A craft brewery in Victoria’s north east has taken what it describes as a first step on the path to carbon neutrality with the launch of a 50kW solar system that will supply all of the beer maker’s electricity needs.
The Bright Brewery, located in the country town of the same name, says it will save around $18,000 a year through the installation of the 192-panels PV system, which incorporates micro-inverters and system monitoring software by US-based company Enphase.
On these numbers, the brewery is expecting to achieve a payback period of less than five years, over – or after – which time they could easily “bolt on” more solar capacity or add energy storage, if required. The Enphase micro inverters also help make installation easier, and allow for future design flexibility.
“We’re a growing business with a growing market, so we wanted to make sure that the solar system is adaptable should we make changes to the building or roof design,” said Bright Brewery founder and owner Scott Brandon.

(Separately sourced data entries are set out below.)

use dioxus::prelude::*;

struct NavItem {
    key: &'static str,
    label: &'static str,
    href: &'static str,
}

const NAV_ITEMS: &[NavItem] = &[
    NavItem { key: "map", label: "Map", href: "/admin" },
    NavItem { key: "stories", label: "Stories", href: "/admin/stories" },
    NavItem { key: "cities", label: "Cities", href: "/admin/cities" },
    NavItem { key: "quality", label: "Quality", href: "/admin/quality" },
];

/// Admin layout with sidebar navigation.
#[allow(non_snake_case)]
#[component]
pub fn Layout(title: String, active_page: String, children: Element) -> Element {
    let full_title = format!("{title} — Root Signal");
    rsx! {
        head {
            meta { charset: "utf-8" }
            meta { name: "viewport", content: "width=device-width, initial-scale=1" }
            title { "{full_title}" }
            script { src: "https://cdn.tailwindcss.com" }
            link { rel: "stylesheet", href: "https://unpkg.com/leaflet@1.9.4/dist/leaflet.css" }
        }
        body { class: "flex min-h-screen bg-gray-50 font-sans text-gray-900",
            div { class: "w-56 bg-gray-900 text-white flex flex-col shrink-0 fixed inset-y-0 left-0 z-50",
                div { class: "px-5 py-4 text-lg font-semibold border-b border-gray-700",
                    "Root Signal"
                }
                nav { class: "flex flex-col py-3",
                    for item in NAV_ITEMS.iter() {
                        {
                            let class = if item.key == active_page {
                                "block px-5 py-2.5 text-sm text-white bg-blue-600"
                            } else {
                                "block px-5 py-2.5 text-sm text-gray-400 hover:text-white hover:bg-gray-700 transition-colors"
                            };
                            let href = item.href;
                            let label = item.label;
                            rsx! { a { href: href, class: class, "{label}" } }
                        }
                    }
                }
            }
            div { class: "ml-56 flex-1 min-w-0",
                {children}
            }
        }
    }
}
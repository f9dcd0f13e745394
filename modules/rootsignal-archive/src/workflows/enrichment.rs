//! Restate durable workflow for media enrichment.
//!
//! Processes media files: images go through Claude vision (OCR),
//! video/audio goes through OpenAI Whisper (transcription).
//! Each file is processed in its own `ctx.run()` block for crash safety.

use std::sync::Arc;

use base64::Engine;
use restate_sdk::prelude::*;
use tracing::{info, warn};

use super::types::{EmptyRequest, EnrichmentFileRequest, EnrichmentRequest, EnrichmentResult};
use super::ArchiveDeps;

const OCR_PROMPT: &str = "Extract all visible text from this image. Return only the text, nothing else. If no text is visible, return an empty string.";

#[restate_sdk::workflow]
#[name = "EnrichmentWorkflow"]
pub trait EnrichmentWorkflow {
    async fn run(req: EnrichmentRequest) -> Result<EnrichmentResult, HandlerError>;
    #[shared]
    async fn get_status(req: EmptyRequest) -> Result<String, HandlerError>;
}

pub struct EnrichmentWorkflowImpl {
    deps: Arc<ArchiveDeps>,
}

impl EnrichmentWorkflowImpl {
    pub fn with_deps(deps: Arc<ArchiveDeps>) -> Self {
        Self { deps }
    }
}

impl EnrichmentWorkflow for EnrichmentWorkflowImpl {
    async fn run(
        &self,
        ctx: WorkflowContext<'_>,
        req: EnrichmentRequest,
    ) -> Result<EnrichmentResult, HandlerError> {
        let total = req.files.len();
        ctx.set("status", format!("Enriching {total} files..."));

        let mut enriched = 0u32;
        let mut failed = 0u32;

        for file_req in req.files {
            let deps = self.deps.clone();
            let file_id = file_req.file_id;

            match ctx.run(|| enrich_single_file(deps, file_req)).await {
                Ok(()) => {
                    enriched += 1;
                    info!(%file_id, "enrichment: file complete");
                }
                Err(e) => {
                    failed += 1;
                    warn!(%file_id, error = %e, "enrichment: file failed, marking as attempted");
                    // Mark as attempted so we don't re-dispatch
                    let deps = self.deps.clone();
                    let fid = file_id;
                    let _ = ctx
                        .run(|| async move {
                            let store = crate::store::Store::new(deps.pg_pool.clone());
                            store.update_file_text(fid, "", None).await.map_err(
                                |e| -> HandlerError { TerminalError::new(e.to_string()).into() },
                            )?;
                            Ok(())
                        })
                        .await;
                }
            }
        }

        ctx.set(
            "status",
            format!("Complete: {enriched} enriched, {failed} failed"),
        );
        info!(enriched, failed, "EnrichmentWorkflow complete");

        Ok(EnrichmentResult {
            files_enriched: enriched,
            files_failed: failed,
        })
    }

    async fn get_status(
        &self,
        ctx: SharedWorkflowContext<'_>,
        _req: EmptyRequest,
    ) -> Result<String, HandlerError> {
        Ok(ctx
            .get::<String>("status")
            .await?
            .unwrap_or_else(|| "pending".to_string()))
    }
}

/// Process a single file: route by mime type to Claude vision or Whisper.
async fn enrich_single_file(
    deps: Arc<ArchiveDeps>,
    file_req: EnrichmentFileRequest,
) -> Result<(), HandlerError> {
    let bytes = base64::engine::general_purpose::STANDARD
        .decode(&file_req.media_bytes_b64)
        .map_err(|e| -> HandlerError {
            TerminalError::new(format!("base64 decode failed: {e}")).into()
        })?;

    let text = if file_req.mime_type.starts_with("image/") {
        let claude = ai_client::Claude::new(&deps.anthropic_api_key, "claude-sonnet-4-20250514");
        claude
            .describe_image(&bytes, &file_req.mime_type, OCR_PROMPT)
            .await
            .map_err(|e| -> HandlerError {
                TerminalError::new(format!("Claude vision failed: {e}")).into()
            })?
    } else {
        let openai = ai_client::OpenAi::new(&deps.openai_api_key, "whisper-1");
        openai
            .transcribe(bytes, &file_req.mime_type)
            .await
            .map_err(|e| -> HandlerError {
                TerminalError::new(format!("Whisper failed: {e}")).into()
            })?
    };

    let store = crate::store::Store::new(deps.pg_pool.clone());
    store
        .update_file_text(file_req.file_id, &text, None)
        .await
        .map_err(|e| -> HandlerError {
            TerminalError::new(format!("DB update failed: {e}")).into()
        })?;

    Ok(())
}
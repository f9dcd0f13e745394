use async_trait::async_trait;
use std::collections::{HashSet, VecDeque};
use rootsignal_core::error::{CrawlError, CrawlResult};
use rootsignal_core::{DiscoverConfig, Ingestor, RawPage};
use url::Url;

/// HTTP ingestor with BFS link-following, HTML-to-markdown, and rate limiting.
pub struct HttpIngestor {
    client: reqwest::Client,
    user_agent: String,
    rate_limit_ms: u64,
}

impl HttpIngestor {
    pub fn new(client: reqwest::Client) -> Self {
        Self {
            client,
            user_agent: "RootSignalBot/1.0".to_string(),
            rate_limit_ms: 200,
        }
    }

    pub fn with_user_agent(mut self, user_agent: impl Into<String>) -> Self {
        self.user_agent = user_agent.into();
        self
    }

    pub fn with_rate_limit_ms(mut self, ms: u64) -> Self {
        self.rate_limit_ms = ms;
        self
    }

    /// Extract links from HTML content.
    fn extract_links(&self, base_url: &Url, html: &str) -> Vec<String> {
        let href_pattern = regex::Regex::new(r#"href\s*=\s*["']([^"']+)["']"#).unwrap();
        let mut links = Vec::new();

        for cap in href_pattern.captures_iter(html) {
            if let Some(href) = cap.get(1) {
                let href = href.as_str();
                if href.starts_with('#')
                    || href.starts_with("javascript:")
                    || href.starts_with("mailto:")
                    || href.starts_with("tel:")
                {
                    continue;
                }
                if let Ok(resolved) = base_url.join(href) {
                    links.push(resolved.to_string());
                }
            }
        }

        links
    }

    /// Check if a URL should be crawled based on config.
    fn should_crawl(&self, url: &Url, base_url: &Url, config: &DiscoverConfig) -> bool {
        let base_host = base_url.host_str().unwrap_or("");
        let url_host = url.host_str().unwrap_or("");

        // Must be same host
        if url_host != base_host {
            return false;
        }

        let path = url.path();

        // Check include patterns
        if !config.include_patterns.is_empty() {
            let matches = config.include_patterns.iter().any(|p| path.contains(p.as_str()));
            if !matches {
                return false;
            }
        }

        // Check exclude patterns
        if !config.exclude_patterns.is_empty() {
            let excluded = config.exclude_patterns.iter().any(|p| path.contains(p.as_str()));
            if excluded {
                return false;
            }
        }

        true
    }

    /// Convert HTML to markdown (simplified).
    fn html_to_markdown(&self, html: &str) -> String {
        let mut text = html.to_string();

        // Remove scripts and styles
        let script_pattern = regex::Regex::new(r"(?s)<script[^>]*>.*?</script>").unwrap();
        let style_pattern = regex::Regex::new(r"(?s)<style[^>]*>.*?</style>").unwrap();
        text = script_pattern.replace_all(&text, "").to_string();
        text = style_pattern.replace_all(&text, "").to_string();

        // Convert headers
        let h1 = regex::Regex::new(r"<h1[^>]*>(.*?)</h1>").unwrap();
        let h2 = regex::Regex::new(r"<h2[^>]*>(.*?)</h2>").unwrap();
        let h3 = regex::Regex::new(r"<h3[^>]*>(.*?)</h3>").unwrap();
        text = h1.replace_all(&text, "# $1\n").to_string();
        text = h2.replace_all(&text, "## $1\n").to_string();
        text = h3.replace_all(&text, "### $1\n").to_string();

        // Convert paragraphs and line breaks
        let p = regex::Regex::new(r"<p[^>]*>(.*?)</p>").unwrap();
        let br = regex::Regex::new(r"<br\s*/?>").unwrap();
        text = p.replace_all(&text, "$1\n\n").to_string();
        text = br.replace_all(&text, "\n").to_string();

        // Convert links
        let link = regex::Regex::new(r#"<a[^>]*href=["']([^"']+)["'][^>]*>(.*?)</a>"#).unwrap();
        text = link.replace_all(&text, "[$2]($1)").to_string();

        // Convert lists
        let li = regex::Regex::new(r"<li[^>]*>(.*?)</li>").unwrap();
        text = li.replace_all(&text, "- $1\n").to_string();

        // Remove remaining tags
        let tag = regex::Regex::new(r"<[^>]+>").unwrap();
        text = tag.replace_all(&text, "").to_string();

        // Clean up whitespace
        let multi_newline = regex::Regex::new(r"\n{3,}").unwrap();
        text = multi_newline.replace_all(&text, "\n\n").to_string();

        // Decode HTML entities
        text = text
            .replace("&nbsp;", " ")
            .replace("&amp;", "&")
            .replace("&lt;", "<")
            .replace("&gt;", ">")
            .replace("&quot;", "\"")
            .replace("&#39;", "'");

        text.trim().to_string()
    }

    /// Extract title from HTML.
    fn extract_title(&self, html: &str) -> Option<String> {
        let title_pattern = regex::Regex::new(r"<title[^>]*>(.*?)</title>").ok()?;
        title_pattern
            .captures(html)
            .and_then(|cap| cap.get(1))
            .map(|m| m.as_str().trim().to_string())
    }

    /// Fetch a single page and convert to RawPage.
    async fn fetch_page(&self, url: &str) -> CrawlResult<RawPage> {
        let response = self
            .client
            .get(url)
            .header("User-Agent", &self.user_agent)
            .send()
            .await
            .map_err(|e| CrawlError::Http(Box::new(e)))?;

        let status = response.status();
        if !status.is_success() {
            return Err(CrawlError::Http(Box::new(std::io::Error::new(
                std::io::ErrorKind::Other,
                format!("HTTP {}", status),
            ))));
        }

        let html = response
            .text()
            .await
            .map_err(|e| CrawlError::Http(Box::new(e)))?;

        let title = self.extract_title(&html);
        let content = self.html_to_markdown(&html);

        let mut page = RawPage::new(url, &content)
            .with_html(html)
            .with_content_type("text/html".to_string())
            .with_metadata("fetched_via", serde_json::Value::String("http".to_string()));

        if let Some(title) = title {
            page = page.with_title(title);
        }

        Ok(page)
    }
}

#[async_trait]
impl Ingestor for HttpIngestor {
    async fn discover(&self, config: &DiscoverConfig) -> CrawlResult<Vec<RawPage>> {
        let base_url = Url::parse(&config.url).map_err(|_| CrawlError::InvalidUrl {
            url: config.url.clone(),
        })?;

        let mut visited: HashSet<String> = HashSet::new();
        let mut queue: VecDeque<(String, usize)> = VecDeque::new();
        let mut pages: Vec<RawPage> = Vec::new();

        queue.push_back((config.url.clone(), 0));

        while let Some((url, depth)) = queue.pop_front() {
            if pages.len() >= config.limit {
                break;
            }
            if depth > config.max_depth {
                continue;
            }
            if visited.contains(&url) {
                continue;
            }

            visited.insert(url.clone());

            match self.fetch_page(&url).await {
                Ok(page) => {
                    // Extract links for further crawling from the HTML
                    if let Some(html) = &page.html {
                        if let Ok(page_url) = Url::parse(&url) {
                            let links = self.extract_links(&page_url, html);
                            for link in links {
                                if let Ok(link_url) = Url::parse(&link) {
                                    if self.should_crawl(&link_url, &base_url, config)
                                        && !visited.contains(&link)
                                    {
                                        queue.push_back((link, depth + 1));
                                    }
                                }
                            }
                        }
                    }

                    pages.push(page);
                }
                Err(e) => {
                    tracing::warn!(url = %url, error = %e, "HTTP fetch error");
                }
            }

            // Rate limiting
            if self.rate_limit_ms > 0 {
                tokio::time::sleep(std::time::Duration::from_millis(self.rate_limit_ms)).await;
            }
        }

        Ok(pages)
    }

    async fn fetch_specific(&self, urls: &[String]) -> CrawlResult<Vec<RawPage>> {
        let mut pages = Vec::new();

        for url in urls {
            match self.fetch_page(url).await {
                Ok(page) => pages.push(page),
                Err(e) => {
                    tracing::warn!(url = %url, error = %e, "HTTP fetch error");
                }
            }
        }

        Ok(pages)
    }

    fn name(&self) -> &str {
        "http"
    }
}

“The environment is one of the biggest drivers of Bright’s economy, drawing many visitors here across the seasons for the spectacular scenery and alpine adventures, so it is imperative for us to do our part in sustaining it.”
Living Energy Solutions, the company behind the installation of the brewery’s system, said their choice of technology aimed to maximise the efficiency and reliability of the solar panels, which were spread over 600 square meters of roof.
“When designing a solution for Bright Brewery we were challenged by a complex roof layout with partial shading, which can dramatically reduce solar efficiency, and the business’ high energy load,” said Living Energy’s Jess Christiansen.
“In the final design we went with Enphase micro inverters to deliver the most efficiency from the roof, maximise output and so it can be more easily modified than a traditional solar system should the brewery wish to expand its building in future.
“The Enphase smart solar technology also provides fantastic panel monitoring and production,” Christiansen added, “which is perfect for a business in a regional area, where limited access to technicians can result in costly system downtime if not picked up.
Christiansen said it was exciting for the company that the 50kW system they designed would off-set all of Bright Brewery’s electricity requirements – according to Brandon, the brewhouse used around 6MWh in January, during which time the solar array produced over 7MWh of power.
The next step, Brandon said, would be to focus on the energy required to heat the brewery boiler, which is currently powered by natural gas and requires around 12MWh of power each month.
“Although solar was a relatively simple first step to reducing our carbon footprint, the next thing we have to tackle is gas,” said Brandon. “It’s a major component of all brewery operations like ours, and there’s no simple answer like rooftop solar.”
But Brandon’s clean energy ambitions extend beyond his own operation: Bright Brewery has used the occasion of its solar launch to call on the industry’s peak body, the Craft Beer Industry Association (CBIA), to set in motion a sustainability initiative, with a desire to define sustainable craft brewing.
“We believe that sustainability should be an underpinning value of what defines a craft brewer. For us, craft brewing means really caring about how you make beer, why you’re making beer and the impact that the process and product has on your customers and surrounds. And that includes caring about your impact on the environment and the sustainable nature of your business.
“Many small breweries already have sustainably conscious practices built in to their brewing operations, so this is a fantastic opportunity for us to work together as an industry and really tackle the big needs for innovation to futureproof the whole manufacturing process.”
CBIA rep Katherine McLean confirmed the Association was in the process of booking a session on environmental sustainability at the Australian Craft Brewers Conference (ACBC 2016) to be held in Brisbane in July.
There are amazing new technologies being spearheaded by the industry, and good business cases to back them up,” she said.